By persistently providing the Houthis with weapons, the Iranian regime "blatantly violates the UN resolutions pertaining to the Yemeni crisis," the Yemeni information minister tweeted.
"The capture of a Houthi cell smuggling Iranian arms and their admission that they received trainings in Iran and have links to the Revolutionary Guards evidently prove that Iran is involved in smuggling weapons and arming the Houthis," Moammar al-Eryani added.
"These confessions affirm that the Iranian-backed Houthi group has exploited the Sweden pact and used the ports of Hodeida, Salif and Ras Isa to smuggle arms, escalate its military acts in Yemen and to target civilian objects in Saudi Arabia and vessels in the Red Sea," he said.
On Tuesday, Yemen's joint forces (JF) said they have detected an Iranian Republican Guard-affiliated cell smuggling arms to Houthis and captured its chief in Yemen and three of its elements, following a "qualitative" intelligence operation.
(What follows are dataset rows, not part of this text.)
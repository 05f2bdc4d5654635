//! Slot capacity store.

use crate::{db_error, from_count, record, to_count};
use skyslot_core::store::{BoxFuture, SlotStore};
use skyslot_core::{
    NaiveDate, NaiveTime, OperatorId, PackageId, SlotError, SlotId, SlotStatus, StoreError,
    TimeSlot,
};
use sqlx::postgres::PgRow;
use sqlx::{PgPool, Row};
use uuid::Uuid;

const SLOT_COLUMNS: &str = "id, operator_id, slot_date, start_time, duration_minutes, \
                            max_passengers, current_passengers, status, package_id";

/// `PostgreSQL` [`SlotStore`].
#[derive(Clone, Debug)]
pub struct PostgresSlotStore {
    pool: PgPool,
}

impl PostgresSlotStore {
    /// Create a store on an existing pool.
    #[must_use]
    pub const fn new(pool: PgPool) -> Self {
        Self { pool }
    }

    async fn fetch(&self, slot_id: SlotId) -> Result<Option<TimeSlot>, SlotError> {
        let row = sqlx::query(&format!("SELECT {SLOT_COLUMNS} FROM time_slots WHERE id = $1"))
            .bind(slot_id.as_uuid())
            .fetch_optional(&self.pool)
            .await
            .map_err(|e| db_error("load slot", &e))?;
        Ok(row.as_ref().map(row_to_slot).transpose()?)
    }

    async fn do_insert(&self, slot: &TimeSlot) -> Result<(), SlotError> {
        sqlx::query(
            "INSERT INTO time_slots
                 (id, operator_id, slot_date, start_time, duration_minutes,
                  max_passengers, current_passengers, status, package_id)
             VALUES ($1, $2, $3, $4, $5, $6, $7, $8, $9)",
        )
        .bind(slot.id.as_uuid())
        .bind(slot.operator_id.as_uuid())
        .bind(slot.date)
        .bind(slot.start_time)
        .bind(from_count("duration_minutes", slot.duration_minutes)?)
        .bind(from_count("max_passengers", slot.max_passengers)?)
        .bind(from_count("current_passengers", slot.current_passengers)?)
        .bind(slot.status.as_str())
        .bind(slot.package_id.map(|p| *p.as_uuid()))
        .execute(&self.pool)
        .await
        .map_err(|e| db_error("insert slot", &e))?;
        Ok(())
    }

    async fn do_slots_on(
        &self,
        operator_id: OperatorId,
        date: NaiveDate,
    ) -> Result<Vec<TimeSlot>, SlotError> {
        let rows = sqlx::query(&format!(
            "SELECT {SLOT_COLUMNS} FROM time_slots
             WHERE operator_id = $1 AND slot_date = $2
             ORDER BY start_time, id"
        ))
        .bind(operator_id.as_uuid())
        .bind(date)
        .fetch_all(&self.pool)
        .await
        .map_err(|e| db_error("list slots", &e))?;
        Ok(rows.iter().map(row_to_slot).collect::<Result<Vec<_>, _>>()?)
    }

    async fn do_reserve(&self, slot_id: SlotId, passengers: u32) -> Result<TimeSlot, SlotError> {
        if passengers == 0 {
            return Err(SlotError::InvalidPassengerCount(0));
        }
        let n = from_count("passengers", passengers)?;
        let row = sqlx::query(&format!(
            "UPDATE time_slots
             SET current_passengers = current_passengers + $2,
                 status = CASE WHEN current_passengers + $2 >= max_passengers
                               THEN 'booked' ELSE 'available' END
             WHERE id = $1
               AND status <> 'closed'
               AND current_passengers + $2 <= max_passengers
             RETURNING {SLOT_COLUMNS}"
        ))
        .bind(slot_id.as_uuid())
        .bind(n)
        .fetch_optional(&self.pool)
        .await
        .map_err(|e| db_error("reserve seats", &e))?;

        if let Some(row) = row {
            let slot = row_to_slot(&row)?;
            tracing::debug!(
                slot_id = %slot_id,
                passengers,
                occupied = slot.current_passengers,
                "Seats reserved"
            );
            return Ok(slot);
        }

        // Nothing matched: explain the refusal from the current row.
        let slot = self.fetch(slot_id).await?.ok_or(SlotError::NotFound(slot_id))?;
        Err(slot.check_reservable(passengers).err().unwrap_or(SlotError::Full {
            slot_id,
            requested: passengers,
            available: slot.available_seats(),
        }))
    }

    async fn do_release(&self, slot_id: SlotId, passengers: u32) -> Result<TimeSlot, SlotError> {
        if passengers == 0 {
            return Err(SlotError::InvalidPassengerCount(0));
        }
        let n = from_count("passengers", passengers)?;
        let row = sqlx::query(&format!(
            "UPDATE time_slots
             SET current_passengers = current_passengers - $2,
                 status = CASE WHEN status = 'closed' THEN 'closed'
                               WHEN current_passengers - $2 >= max_passengers THEN 'booked'
                               ELSE 'available' END
             WHERE id = $1 AND current_passengers >= $2
             RETURNING {SLOT_COLUMNS}"
        ))
        .bind(slot_id.as_uuid())
        .bind(n)
        .fetch_optional(&self.pool)
        .await
        .map_err(|e| db_error("release seats", &e))?;

        if let Some(row) = row {
            return Ok(row_to_slot(&row)?);
        }
        let slot = self.fetch(slot_id).await?.ok_or(SlotError::NotFound(slot_id))?;
        Err(SlotError::ReleaseExceedsOccupancy {
            slot_id,
            requested: passengers,
            occupied: slot.current_passengers,
        })
    }

    async fn do_set_closed(&self, slot_id: SlotId, closed: bool) -> Result<TimeSlot, SlotError> {
        let row = sqlx::query(&format!(
            "UPDATE time_slots
             SET status = CASE WHEN $2 THEN 'closed'
                               WHEN current_passengers >= max_passengers THEN 'booked'
                               ELSE 'available' END
             WHERE id = $1
             RETURNING {SLOT_COLUMNS}"
        ))
        .bind(slot_id.as_uuid())
        .bind(closed)
        .fetch_optional(&self.pool)
        .await
        .map_err(|e| db_error("set slot closed", &e))?
        .ok_or(SlotError::NotFound(slot_id))?;
        Ok(row_to_slot(&row)?)
    }

    async fn do_delete(&self, slot_id: SlotId) -> Result<(), SlotError> {
        let deleted = sqlx::query("DELETE FROM time_slots WHERE id = $1 AND current_passengers = 0")
            .bind(slot_id.as_uuid())
            .execute(&self.pool)
            .await
            .map_err(|e| db_error("delete slot", &e))?
            .rows_affected();
        if deleted == 1 {
            return Ok(());
        }
        let slot = self.fetch(slot_id).await?.ok_or(SlotError::NotFound(slot_id))?;
        slot.check_deletable()?;
        // Emptied between the two statements; the caller may try again.
        Err(StoreError::Conflict(format!("slot {slot_id} changed during delete")).into())
    }
}

impl SlotStore for PostgresSlotStore {
    fn get(&self, slot_id: SlotId) -> BoxFuture<'_, Result<TimeSlot, SlotError>> {
        Box::pin(async move {
            let result = self.fetch(slot_id).await.and_then(|s| s.ok_or(SlotError::NotFound(slot_id)));
            record("slots", "get", &result);
            result
        })
    }

    fn insert(&self, slot: TimeSlot) -> BoxFuture<'_, Result<(), SlotError>> {
        Box::pin(async move {
            let result = self.do_insert(&slot).await;
            record("slots", "insert", &result);
            result
        })
    }

    fn reserve(&self, slot_id: SlotId, passengers: u32) -> BoxFuture<'_, Result<TimeSlot, SlotError>> {
        Box::pin(async move {
            let result = self.do_reserve(slot_id, passengers).await;
            record("slots", "reserve", &result);
            result
        })
    }

    fn release(&self, slot_id: SlotId, passengers: u32) -> BoxFuture<'_, Result<TimeSlot, SlotError>> {
        Box::pin(async move {
            let result = self.do_release(slot_id, passengers).await;
            record("slots", "release", &result);
            result
        })
    }

    fn set_closed(&self, slot_id: SlotId, closed: bool) -> BoxFuture<'_, Result<TimeSlot, SlotError>> {
        Box::pin(async move {
            let result = self.do_set_closed(slot_id, closed).await;
            record("slots", "set_closed", &result);
            result
        })
    }

    fn delete(&self, slot_id: SlotId) -> BoxFuture<'_, Result<(), SlotError>> {
        Box::pin(async move {
            let result = self.do_delete(slot_id).await;
            record("slots", "delete", &result);
            result
        })
    }

    fn slots_on(
        &self,
        operator_id: OperatorId,
        date: NaiveDate,
    ) -> BoxFuture<'_, Result<Vec<TimeSlot>, SlotError>> {
        Box::pin(async move {
            let result = self.do_slots_on(operator_id, date).await;
            record("slots", "slots_on", &result);
            result
        })
    }
}

fn row_to_slot(row: &PgRow) -> Result<TimeSlot, StoreError> {
    let corrupt = |e: sqlx::Error| db_error("decode slot", &e);
    let status: String = row.try_get("status").map_err(corrupt)?;
    let package_id: Option<Uuid> = row.try_get("package_id").map_err(corrupt)?;
    let start_time: NaiveTime = row.try_get("start_time").map_err(corrupt)?;
    Ok(TimeSlot {
        id: SlotId::from_uuid(row.try_get("id").map_err(corrupt)?),
        operator_id: OperatorId::from_uuid(row.try_get("operator_id").map_err(corrupt)?),
        date: row.try_get("slot_date").map_err(corrupt)?,
        start_time,
        duration_minutes: to_count("duration_minutes", row.try_get("duration_minutes").map_err(corrupt)?)?,
        max_passengers: to_count("max_passengers", row.try_get("max_passengers").map_err(corrupt)?)?,
        current_passengers: to_count(
            "current_passengers",
            row.try_get("current_passengers").map_err(corrupt)?,
        )?,
        status: SlotStatus::parse(&status)
            .ok_or_else(|| StoreError::Corrupt(format!("invalid slot status: {status}")))?,
        package_id: package_id.map(PackageId::from_uuid),
    })
}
Based on the intelligence, the cell's members were captured by the Yemeni coastguards in the Red Sea on 7 May 2020, the JF media center quoted an official as saying.
The coastguard forces intercepted the cell's four members possessing passports, 'Thuria' cellphone and 'Magellan' GPS device on a boat in Thubab area near to Bab al-Mandeb strait in the Red Sea, the center said.
The Houthi group commissioned the cell to go to Iran taking a 3-station trip throughout which boats are replaced and routes are changed until reaching Bandar Abbas port where they would receive naval training and, then, smuggle arms on a ship.
The cell's chief, Alwan Fotaini (nicknamed Abu Radhwan), had already travelled to Iran along with four men on a plane that airlifted injured Houthis.
In Iran, Fotaini and his 4-member group late in 2015 were intensely trained by the IRG for one month and a half on camouflage, mapping, GPS, boat sailing and engine maintenance, the center claimed.
After his return from Iran, the cell's chief was tasked with smuggling Iranian arms to Houthis through maritime and land routes, according to confessions extracted from the cell elements.
Investigations with the captured cell members unveiled vital information on IRG-affiliated smuggling networks active in Yemen and the African Horn, and on stations, stages and routes taken to ship arms from Iran to Houthis.